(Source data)

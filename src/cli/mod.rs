//! Command-line interface for sandenv.
//!
//! - [`args`] - Argument definitions using clap derive macros
//! - [`commands`] - Command implementations

pub mod args;
pub mod commands;

pub use args::{
    Cli, Commands, CompletionsArgs, ExplainArgs, ResolveArgs, SchemaArgs, SourceArgs,
};
pub use commands::{Command, CommandDispatcher, CommandResult};
//! Discovered credentials.
//!
//! Credentials are probed by an external collaborator (keychains, `gh auth`,
//! cloud SDK config) and handed to the resolver as a [`DiscoveredCredentials`]
//! value. This module only models them and knows which environment
//! variables each credential maps to.

use schemars::JsonSchema;
use serde::{Deserialize, Serialize};
use std::fmt;

/// Variable holding an Anthropic API key.
pub const ANTHROPIC_API_KEY: &str = "ANTHROPIC_API_KEY";
/// Variable holding a Claude OAuth token.
pub const CLAUDE_CODE_OAUTH_TOKEN: &str = "CLAUDE_CODE_OAUTH_TOKEN";

/// Credentials discovered outside the resolver.
#[derive(Debug, Clone, Default, PartialEq, Eq, Serialize, Deserialize, JsonSchema)]
#[serde(default)]
pub struct DiscoveredCredentials {
    /// Source-control credentials.
    #[serde(skip_serializing_if = "Option::is_none")]
    pub github: Option<GithubCredentials>,

    /// AI-service credential.
    #[serde(skip_serializing_if = "Option::is_none")]
    pub claude: Option<ClaudeCredentials>,
}

impl DiscoveredCredentials {
    /// Credentials carrying only a GitHub token.
    pub fn with_github_token(token: impl Into<String>) -> Self {
        Self {
            github: Some(GithubCredentials {
                token: Some(token.into()),
                git_config: None,
            }),
            claude: None,
        }
    }

    /// Check if nothing was discovered.
    pub fn is_empty(&self) -> bool {
        self.github.is_none() && self.claude.is_none()
    }
}

/// GitHub token and git identity.
#[derive(Debug, Clone, Default, PartialEq, Eq, Serialize, Deserialize, JsonSchema)]
#[serde(default)]
pub struct GithubCredentials {
    /// Personal access or app token.
    #[serde(skip_serializing_if = "Option::is_none")]
    pub token: Option<String>,

    /// Identity read from the user's git configuration.
    #[serde(alias = "gitConfig", skip_serializing_if = "Option::is_none")]
    pub git_config: Option<GitIdentity>,
}

/// Author/committer identity.
#[derive(Debug, Clone, Default, PartialEq, Eq, Serialize, Deserialize, JsonSchema)]
#[serde(default)]
pub struct GitIdentity {
    /// `user.name`
    #[serde(skip_serializing_if = "Option::is_none")]
    pub name: Option<String>,
    /// `user.email`
    #[serde(skip_serializing_if = "Option::is_none")]
    pub email: Option<String>,
}

impl GitIdentity {
    /// Author and committer variables for this identity.
    pub fn to_env_vars(&self) -> Vec<(&'static str, String)> {
        let mut vars = Vec::new();
        if let Some(name) = &self.name {
            vars.push(("GIT_AUTHOR_NAME", name.clone()));
            vars.push(("GIT_COMMITTER_NAME", name.clone()));
        }
        if let Some(email) = &self.email {
            vars.push(("GIT_AUTHOR_EMAIL", email.clone()));
            vars.push(("GIT_COMMITTER_EMAIL", email.clone()));
        }
        vars
    }
}

/// How the AI service is authenticated.
#[derive(Debug, Clone, Copy, PartialEq, Eq, Serialize, Deserialize, JsonSchema)]
#[serde(rename_all = "snake_case")]
pub enum ClaudeAuthType {
    /// Direct API key.
    ApiKey,
    /// OAuth token from a subscription login.
    Oauth,
    /// Routed through AWS Bedrock.
    Bedrock,
    /// Routed through Google Vertex AI.
    Vertex,
}

impl fmt::Display for ClaudeAuthType {
    fn fmt(&self, f: &mut fmt::Formatter<'_>) -> fmt::Result {
        match self {
            Self::ApiKey => write!(f, "api_key"),
            Self::Oauth => write!(f, "oauth"),
            Self::Bedrock => write!(f, "bedrock"),
            Self::Vertex => write!(f, "vertex"),
        }
    }
}

/// AI-service credential.
#[derive(Debug, Clone, PartialEq, Eq, Serialize, Deserialize, JsonSchema)]
pub struct ClaudeCredentials {
    /// Authentication variant.
    #[serde(rename = "type")]
    pub auth_type: ClaudeAuthType,

    /// Key, token or credentials path depending on `auth_type`.
    #[serde(default)]
    pub value: String,

    /// Cloud region (Bedrock, Vertex).
    #[serde(default, skip_serializing_if = "Option::is_none")]
    pub region: Option<String>,

    /// Cloud project (Vertex).
    #[serde(default, skip_serializing_if = "Option::is_none")]
    pub project: Option<String>,
}

impl ClaudeCredentials {
    /// Create a credential with no region or project.
    pub fn new(auth_type: ClaudeAuthType, value: impl Into<String>) -> Self {
        Self {
            auth_type,
            value: value.into(),
            region: None,
            project: None,
        }
    }

    /// Set the region.
    pub fn with_region(mut self, region: impl Into<String>) -> Self {
        self.region = Some(region.into());
        self
    }

    /// Set the project.
    pub fn with_project(mut self, project: impl Into<String>) -> Self {
        self.project = Some(project.into());
        self
    }

    /// Provider variable set for this credential.
    ///
    /// # Example
    ///
    /// ```
    /// use sandenv::credentials::{ClaudeAuthType, ClaudeCredentials};
    ///
    /// let creds = ClaudeCredentials::new(ClaudeAuthType::ApiKey, "sk-ant-123");
    /// assert_eq!(
    ///     creds.to_env_vars(),
    ///     vec![("ANTHROPIC_API_KEY", "sk-ant-123".to_string())]
    /// );
    /// ```
    pub fn to_env_vars(&self) -> Vec<(&'static str, String)> {
        let mut vars = Vec::new();
        match self.auth_type {
            ClaudeAuthType::ApiKey => vars.push((ANTHROPIC_API_KEY, self.value.clone())),
            ClaudeAuthType::Oauth => vars.push((CLAUDE_CODE_OAUTH_TOKEN, self.value.clone())),
            ClaudeAuthType::Bedrock => {
                vars.push(("CLAUDE_CODE_USE_BEDROCK", "1".to_string()));
                if !self.value.is_empty() {
                    vars.push(("AWS_BEARER_TOKEN_BEDROCK", self.value.clone()));
                }
                if let Some(region) = &self.region {
                    vars.push(("AWS_REGION", region.clone()));
                }
            }
            ClaudeAuthType::Vertex => {
                vars.push(("CLAUDE_CODE_USE_VERTEX", "1".to_string()));
                if !self.value.is_empty() {
                    vars.push(("GOOGLE_APPLICATION_CREDENTIALS", self.value.clone()));
                }
                if let Some(region) = &self.region {
                    vars.push(("CLOUD_ML_REGION", region.clone()));
                }
                if let Some(project) = &self.project {
                    vars.push(("ANTHROPIC_VERTEX_PROJECT_ID", project.clone()));
                }
            }
        }
        vars
    }
}

#[cfg(test)]
mod tests {
    use super::*;

    fn names(vars: &[(&'static str, String)]) -> Vec<&'static str> {
        vars.iter().map(|(k, _)| *k).collect()
    }

    #[test]
    fn api_key_sets_anthropic_key() {
        let vars = ClaudeCredentials::new(ClaudeAuthType::ApiKey, "sk").to_env_vars();
        assert_eq!(vars, vec![(ANTHROPIC_API_KEY, "sk".to_string())]);
    }

    #[test]
    fn oauth_sets_oauth_token() {
        let vars = ClaudeCredentials::new(ClaudeAuthType::Oauth, "tok").to_env_vars();
        assert_eq!(vars, vec![(CLAUDE_CODE_OAUTH_TOKEN, "tok".to_string())]);
    }

    #[test]
    fn bedrock_sets_flag_token_and_region() {
        let vars = ClaudeCredentials::new(ClaudeAuthType::Bedrock, "bearer")
            .with_region("us-east-1")
            .to_env_vars();
        assert_eq!(
            names(&vars),
            vec!["CLAUDE_CODE_USE_BEDROCK", "AWS_BEARER_TOKEN_BEDROCK", "AWS_REGION"]
        );
        assert_eq!(vars[2].1, "us-east-1");
    }

    #[test]
    fn bedrock_without_value_skips_token() {
        let vars = ClaudeCredentials::new(ClaudeAuthType::Bedrock, "").to_env_vars();
        assert_eq!(names(&vars), vec!["CLAUDE_CODE_USE_BEDROCK"]);
    }

    #[test]
    fn vertex_sets_region_and_project() {
        let vars = ClaudeCredentials::new(ClaudeAuthType::Vertex, "/creds.json")
            .with_region("us-east5")
            .with_project("my-proj")
            .to_env_vars();
        assert_eq!(
            names(&vars),
            vec![
                "CLAUDE_CODE_USE_VERTEX",
                "GOOGLE_APPLICATION_CREDENTIALS",
                "CLOUD_ML_REGION",
                "ANTHROPIC_VERTEX_PROJECT_ID"
            ]
        );
        assert_eq!(vars[3].1, "my-proj");
    }

    #[test]
    fn git_identity_sets_author_and_committer() {
        let identity = GitIdentity {
            name: Some("Ada".to_string()),
            email: Some("ada@example.com".to_string()),
        };
        assert_eq!(
            names(&identity.to_env_vars()),
            vec![
                "GIT_AUTHOR_NAME",
                "GIT_COMMITTER_NAME",
                "GIT_AUTHOR_EMAIL",
                "GIT_COMMITTER_EMAIL"
            ]
        );
    }

    #[test]
    fn parses_credentials_json() {
        let json = r#"{
            "github": {"token": "ghp_x", "gitConfig": {"name": "Ada"}},
            "claude": {"type": "vertex", "value": "", "region": "europe-west1", "project": "p"}
        }"#;
        let creds: DiscoveredCredentials = serde_json::from_str(json).unwrap();

        let github = creds.github.unwrap();
        assert_eq!(github.token.as_deref(), Some("ghp_x"));
        assert_eq!(github.git_config.unwrap().name.as_deref(), Some("Ada"));
        let claude = creds.claude.unwrap();
        assert_eq!(claude.auth_type, ClaudeAuthType::Vertex);
        assert_eq!(claude.region.as_deref(), Some("europe-west1"));
    }

    #[test]
    fn rejects_unknown_auth_type() {
        let json = r#"{"claude": {"type": "magic", "value": "x"}}"#;
        assert!(serde_json::from_str::<DiscoveredCredentials>(json).is_err());
    }

    #[test]
    fn empty_credentials() {
        assert!(DiscoveredCredentials::default().is_empty());
        assert!(!DiscoveredCredentials::with_github_token("t").is_empty());
    }

    #[test]
    fn auth_type_display_matches_serde_name() {
        for auth in [
            ClaudeAuthType::ApiKey,
            ClaudeAuthType::Oauth,
            ClaudeAuthType::Bedrock,
            ClaudeAuthType::Vertex,
        ] {
            let json = serde_json::to_string(&auth).unwrap();
            assert_eq!(json, format!("\"{}\"", auth));
        }
    }
}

INSTRUCTIONS TO FOLLOW:
The answer should consist of all lines from the records above that hold the word "ClaudeCredentials".

SOLUTION TO THIS EXERCISE:
    pub claude: Option<ClaudeCredentials>,
pub struct ClaudeCredentials {
impl ClaudeCredentials {
    /// use sandenv::credentials::{ClaudeAuthType, ClaudeCredentials};
    /// let creds = ClaudeCredentials::new(ClaudeAuthType::ApiKey, "sk-ant-123");
        let vars = ClaudeCredentials::new(ClaudeAuthType::ApiKey, "sk").to_env_vars();
        let vars = ClaudeCredentials::new(ClaudeAuthType::Oauth, "tok").to_env_vars();
        let vars = ClaudeCredentials::new(ClaudeAuthType::Bedrock, "bearer")
        let vars = ClaudeCredentials::new(ClaudeAuthType::Bedrock, "").to_env_vars();
        let vars = ClaudeCredentials::new(ClaudeAuthType::Vertex, "/creds.json")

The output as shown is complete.